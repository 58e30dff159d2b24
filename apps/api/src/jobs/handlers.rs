//! Axum route handlers for the Jobs API.

use axum::{
    extract::{Path, State},
    http::StatusCode,
    Json,
};
use serde::{Deserialize, Serialize};

use crate::errors::AppError;
use crate::extract::{AppJson, AppQuery};
use crate::jobs::apply::{submit_application, ApplicationReceipt};
use crate::jobs::filter::{filter_jobs, FilterCriteria, JobSearchQuery};
use crate::jobs::pipeline::{create_job, SalaryPolicy};
use crate::jobs::validation::{ApplicationForm, JobForm};
use crate::models::job::Job;
use crate::skills::extractor::extract_skills;
use crate::skills::handlers::ExtractSkillsResponse;
use crate::state::AppState;

// ────────────────────────────────────────────────────────────────────────────
// Request / Response types
// ────────────────────────────────────────────────────────────────────────────

#[derive(Debug, Serialize, Deserialize)]
pub struct JobListResponse {
    pub jobs: Vec<Job>,
    /// Postings in the store before filtering.
    pub total: usize,
    pub matched: usize,
}

#[derive(Debug, Serialize, Deserialize)]
pub struct JobResponse {
    pub job: Job,
}

// ────────────────────────────────────────────────────────────────────────────
// Handlers
// ────────────────────────────────────────────────────────────────────────────

/// GET /api/v1/jobs
///
/// Lists postings matching the optional `search`, `location`, `job_type`,
/// `salary_min` and `salary_max` query parameters, newest first.
pub async fn handle_list_jobs(
    State(state): State<AppState>,
    AppQuery(query): AppQuery<JobSearchQuery>,
) -> Json<JobListResponse> {
    let criteria = FilterCriteria::from(query);
    let all = state.jobs.list().await;
    let jobs = filter_jobs(&all, &criteria);

    Json(JobListResponse {
        total: all.len(),
        matched: jobs.len(),
        jobs,
    })
}

/// POST /api/v1/jobs
///
/// Validates the form, extracts skills from the description and publishes the
/// posting.
pub async fn handle_create_job(
    State(state): State<AppState>,
    AppJson(form): AppJson<JobForm>,
) -> Result<(StatusCode, Json<JobResponse>), AppError> {
    let policy = SalaryPolicy::from_strict_flag(state.config.strict_salary_parsing);
    let job = create_job(&form, &state.jobs, state.skill_extractor.as_ref(), policy).await?;

    Ok((StatusCode::CREATED, Json(JobResponse { job })))
}

/// GET /api/v1/jobs/:id
pub async fn handle_get_job(
    State(state): State<AppState>,
    Path(id): Path<String>,
) -> Result<Json<JobResponse>, AppError> {
    let job = state
        .jobs
        .get(&id)
        .await
        .ok_or_else(|| AppError::NotFound(format!("Job {id} not found")))?;

    Ok(Json(JobResponse { job }))
}

/// POST /api/v1/jobs/:id/apply
pub async fn handle_apply(
    State(state): State<AppState>,
    Path(id): Path<String>,
    AppJson(form): AppJson<ApplicationForm>,
) -> Result<(StatusCode, Json<ApplicationReceipt>), AppError> {
    let receipt = submit_application(&state.jobs, &id, &form).await?;
    Ok((StatusCode::ACCEPTED, Json(receipt)))
}

/// POST /api/v1/jobs/:id/skills
///
/// Runs skill extraction on an existing posting's description. The posting
/// itself is not changed.
pub async fn handle_analyze_job(
    State(state): State<AppState>,
    Path(id): Path<String>,
) -> Result<Json<ExtractSkillsResponse>, AppError> {
    let job = state
        .jobs
        .get(&id)
        .await
        .ok_or_else(|| AppError::NotFound(format!("Job {id} not found")))?;

    let skills = extract_skills(state.skill_extractor.as_ref(), &job.description).await?;

    Ok(Json(ExtractSkillsResponse { skills }))
}
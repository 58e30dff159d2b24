//! Sample catalogue loaded at startup when `SEED_SAMPLE_JOBS` is on.

use chrono::{Duration, Utc};

use crate::jobs::pipeline::logo_url_for;
use crate::models::job::{ExperienceLevel, Job, JobType, NewJob};

struct SampleJob {
    title: &'static str,
    company: &'static str,
    location: &'static str,
    job_type: JobType,
    experience_level: ExperienceLevel,
    salary: (u64, u64),
    description: &'static str,
    skills: [&'static str; 3],
    posted_days_ago: i64,
}

const SAMPLE_JOBS: &[SampleJob] = &[
    SampleJob {
        title: "Full Stack Developer",
        company: "Amazon",
        location: "Chennai",
        job_type: JobType::FullTime,
        experience_level: ExperienceLevel::MidLevel,
        salary: (90_000, 120_000),
        description: "Design, build and operate customer-facing web services end to end, \
                      from React front ends to Java microservices on AWS.",
        skills: ["React", "Java", "AWS"],
        posted_days_ago: 1,
    },
    SampleJob {
        title: "Backend Engineer",
        company: "Razorpay",
        location: "Bengaluru",
        job_type: JobType::FullTime,
        experience_level: ExperienceLevel::Senior,
        salary: (140_000, 180_000),
        description: "Own the payment routing services. You will scale Go services that \
                      process millions of transactions per day on PostgreSQL and Kafka.",
        skills: ["Go", "PostgreSQL", "Kafka"],
        posted_days_ago: 2,
    },
    SampleJob {
        title: "UI/UX Designer",
        company: "Swiggy",
        location: "Remote",
        job_type: JobType::Contract,
        experience_level: ExperienceLevel::MidLevel,
        salary: (60_000, 80_000),
        description: "Research, prototype and deliver consumer ordering flows in Figma \
                      alongside product and engineering.",
        skills: ["Figma", "User Research", "Prototyping"],
        posted_days_ago: 3,
    },
    SampleJob {
        title: "Data Analyst Intern",
        company: "Zomato",
        location: "Gurugram",
        job_type: JobType::Internship,
        experience_level: ExperienceLevel::Entry,
        salary: (15_000, 20_000),
        description: "Support the growth team with SQL dashboards and experiment analysis \
                      for restaurant partner programs.",
        skills: ["SQL", "Excel", "Data Visualization"],
        posted_days_ago: 5,
    },
    SampleJob {
        title: "DevOps Engineer",
        company: "Freshworks",
        location: "Chennai",
        job_type: JobType::FullTime,
        experience_level: ExperienceLevel::MidLevel,
        salary: (100_000, 130_000),
        description: "Run Kubernetes clusters, Terraform-managed AWS accounts and the CI/CD \
                      pipelines behind our SaaS products.",
        skills: ["Kubernetes", "Terraform", "CI/CD"],
        posted_days_ago: 8,
    },
    SampleJob {
        title: "Technical Writer",
        company: "Postman",
        location: "Remote",
        job_type: JobType::PartTime,
        experience_level: ExperienceLevel::Entry,
        salary: (30_000, 45_000),
        description: "Write API guides and tutorials for developers adopting the Postman \
                      platform.",
        skills: ["Technical Writing", "REST APIs", "Markdown"],
        posted_days_ago: 12,
    },
];

/// The sample postings, newest first, with ids counting up from the oldest
/// so the store's next id (count + 1) stays unique.
pub fn sample_jobs() -> Vec<Job> {
    let now = Utc::now();
    let total = SAMPLE_JOBS.len();

    SAMPLE_JOBS
        .iter()
        .enumerate()
        .map(|(index, sample)| {
            NewJob {
                title: sample.title.to_string(),
                company: sample.company.to_string(),
                logo_url: logo_url_for(sample.company),
                location: sample.location.to_string(),
                job_type: sample.job_type,
                experience_level: sample.experience_level,
                salary_min: sample.salary.0,
                salary_max: sample.salary.1,
                description: sample.description.to_string(),
                apply_url: "#".to_string(),
                deadline: now - Duration::days(sample.posted_days_ago),
                skills: sample.skills.iter().map(|s| s.to_string()).collect(),
            }
            .with_id((total - index).to_string())
        })
        .collect()
}

#[cfg(test)]
pub(crate) fn sample_new_job(title: &str) -> NewJob {
    NewJob {
        title: title.to_string(),
        company: "Acme".to_string(),
        logo_url: logo_url_for("Acme"),
        location: "Remote".to_string(),
        job_type: JobType::FullTime,
        experience_level: ExperienceLevel::MidLevel,
        salary_min: 10_000,
        salary_max: 12_000,
        description: "Build and maintain backend services.".to_string(),
        apply_url: "#".to_string(),
        deadline: Utc::now(),
        skills: vec!["Go".to_string(), "SQL".to_string(), "Docker".to_string()],
    }
}

#[cfg(test)]
mod tests {
    use super::*;
    use crate::jobs::store::JobStore;

    #[test]
    fn test_sample_ids_count_down_from_total() {
        let jobs = sample_jobs();
        let ids: Vec<&str> = jobs.iter().map(|j| j.id.as_str()).collect();
        assert_eq!(ids, vec!["6", "5", "4", "3", "2", "1"]);
    }

    #[test]
    fn test_sample_jobs_hold_invariants() {
        for job in sample_jobs() {
            assert!(job.salary_min <= job.salary_max, "{}", job.title);
            assert_eq!(job.skills.len(), 3, "{}", job.title);
        }
    }

    #[tokio::test]
    async fn test_insert_after_seed_continues_ids() {
        let store = JobStore::with_jobs(sample_jobs());
        let job = store.insert(sample_new_job("Fresh")).await;
        assert_eq!(job.id, "7");
    }
}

## Task to complete
Please go through the material and return each line where the word "NewJob" appears.

## Finished task
use crate::models::job::{ExperienceLevel, Job, JobType, NewJob};
            NewJob {
pub(crate) fn sample_new_job(title: &str) -> NewJob {
    NewJob {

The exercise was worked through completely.